Like other bands, the group had not wanted listeners to be able to buy individual songs, believing that it would ruin the experience of listening to their albums, notes BBC. In fact, when they released Black Ice in 2008, singer Brian Johnson told Reuters, “This iTunes, God bless 'em, it's going to kill music if they're not careful.”
“It just worries me,” Johnson added. “And I'm sure they're just doing it all in the interest of making as much... cash as possible. Let's put it this way, it's certainly not for the... love.”
Even after the Beatles’ music was finally put on iTunes, the band stood firm, notes The Guardian. “I know the Beatles have changed but we're going to carry on like that,” guitarist Angus Young said in May 2011. “For us it's the best way.

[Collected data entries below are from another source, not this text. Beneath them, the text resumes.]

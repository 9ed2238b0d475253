//! One oldest-to-newest pass over a channel's messages.

use futures_util::StreamExt;
use indicatif::ProgressBar;
use tokio_util::sync::CancellationToken;

use crate::source::MessageSource;
use crate::state::{Channel, ProgressLedger};
use crate::storage::Storage;

use super::classify::classify;
use super::error::{SweepError, TransferError};
use super::transfer::{TransferExecutor, TransferOptions, TransferOutcome};

/// Per-channel counters. `found` counts every video seen, whatever happened to it.
#[derive(Debug, Clone, Copy, Default, PartialEq, Eq)]
pub struct SweepStats {
    pub found: u64,
    pub transferred: u64,
    pub skipped: u64,
    pub failed: u64,
    pub already_present: u64,
    /// Stopped early because shutdown was requested.
    pub interrupted: bool,
    /// Stopped early because the message listing failed.
    pub incomplete: bool,
}

impl SweepStats {
    pub fn absorb(&mut self, other: &SweepStats) {
        self.found += other.found;
        self.transferred += other.transferred;
        self.skipped += other.skipped;
        self.failed += other.failed;
        self.already_present += other.already_present;
        self.interrupted |= other.interrupted;
        self.incomplete |= other.incomplete;
    }
}

pub struct ChannelSweep<'a, M: ?Sized, S: ?Sized> {
    source: &'a M,
    storage: &'a S,
    options: &'a TransferOptions,
    shutdown: &'a CancellationToken,
    progress: &'a ProgressBar,
}

impl<'a, M, S> ChannelSweep<'a, M, S>
where
    M: MessageSource + ?Sized,
    S: Storage + ?Sized,
{
    pub fn new(
        source: &'a M,
        storage: &'a S,
        options: &'a TransferOptions,
        shutdown: &'a CancellationToken,
        progress: &'a ProgressBar,
    ) -> Self {
        Self {
            source,
            storage,
            options,
            shutdown,
            progress,
        }
    }

    /// Transfer every video of `channel` that the ledger does not know yet.
    ///
    /// Item failures are logged and counted; only failing to resolve the chat
    /// or folder, or a broken listing, ends the sweep with an error.
    pub async fn sweep(
        &self,
        channel: &Channel,
        ledger: &mut ProgressLedger,
    ) -> Result<SweepStats, SweepError> {
        let key = channel.key();
        let chat = self
            .source
            .resolve_chat(channel.chat_id)
            .await
            .map_err(|e| SweepError::ChatResolutionFailed {
                chat_id: channel.chat_id,
                source: e,
            })?;
        let folder = self
            .storage
            .resolve_or_create_folder(&channel.destination_path)
            .await
            .map_err(|e| SweepError::FolderResolutionFailed {
                path: channel.destination_path.clone(),
                source: e,
            })?;
        self.progress.suspend(|| {
            tracing::info!(
                channel = %key,
                folder_id = %folder.id,
                "Sweeping {} topic {} into {}",
                chat.title.as_deref().unwrap_or("chat"),
                channel.topic_id,
                folder.path
            )
        });

        let executor = TransferExecutor::new(self.source, self.storage, self.options);
        let mut stats = SweepStats::default();
        let mut messages = self.source.messages(&chat, channel.topic_id);

        loop {
            let next = tokio::select! {
                biased;
                _ = self.shutdown.cancelled() => {
                    stats.interrupted = true;
                    break;
                }
                next = messages.next() => next,
            };
            let message = match next {
                None => break,
                Some(Ok(message)) => message,
                Some(Err(e)) => {
                    stats.incomplete = true;
                    return Err(SweepError::ListingFailed {
                        chat_id: channel.chat_id,
                        source: e,
                        partial: stats,
                    });
                }
            };

            let Some(item) = classify(&message) else {
                continue;
            };
            stats.found += 1;

            if ledger.is_transferred(&key, item.id) {
                stats.skipped += 1;
                self.progress.suspend(|| {
                    tracing::debug!(channel = %key, item_id = item.id, "Already transferred, skipping")
                });
                continue;
            }

            self.progress
                .set_message(format!("{} item {}", key, item.id));
            self.progress.suspend(|| {
                tracing::info!(
                    channel = %key,
                    item_id = item.id,
                    "[{}] {} (date: {}, size: {})",
                    stats.found,
                    item.filename,
                    item.created
                        .map_or_else(|| "unknown".to_string(), |d| d.to_rfc3339()),
                    item.size_mb()
                        .map_or_else(|| "unknown".to_string(), |mb| format!("{:.2} MB", mb))
                )
            });

            match executor
                .transfer(&item, &chat, &folder, &key, ledger)
                .await
            {
                Ok(TransferOutcome::Uploaded { remote_id }) => {
                    stats.transferred += 1;
                    self.progress.suspend(|| {
                        tracing::info!(item_id = item.id, remote_id = %remote_id, "Uploaded {}", item.filename)
                    });
                }
                Ok(TransferOutcome::AlreadyPresent { .. }) => stats.already_present += 1,
                Err(e @ TransferError::LedgerWriteFailed { .. }) => {
                    stats.failed += 1;
                    self.progress.suspend(|| {
                        tracing::error!(
                            channel = %key,
                            item_id = e.item_id(),
                            "{}. It will be uploaded again on the next run unless the ledger is fixed",
                            e
                        )
                    });
                }
                Err(e) => {
                    stats.failed += 1;
                    self.progress.suspend(|| {
                        tracing::warn!(channel = %key, item_id = e.item_id(), "{}", e)
                    });
                }
            }
            self.progress.inc(1);
        }

        if stats.interrupted {
            self.progress.suspend(|| {
                tracing::info!(channel = %key, "Shutdown requested, stopping sweep")
            });
        }
        Ok(stats)
    }
}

We are a band who started off with albums and that's how we've always been. We always were a band that if you heard something on the radio, well, that's only three minutes. Usually the best tracks were on the albums.”
Their albums have sold a combined 150 million worldwide and that number is likely to climb now that they are available on iTunes.
Their label, Columbia Records, did not say why the band had a change of heart, but noted that their music has been remastered for their iTunes release, “ensuring the music is delivered to listeners with increased audio fidelity, more closely replicating what the artists, recording engineers and producers intended.”
This week, their latest live album, Live from River Plate, will be released.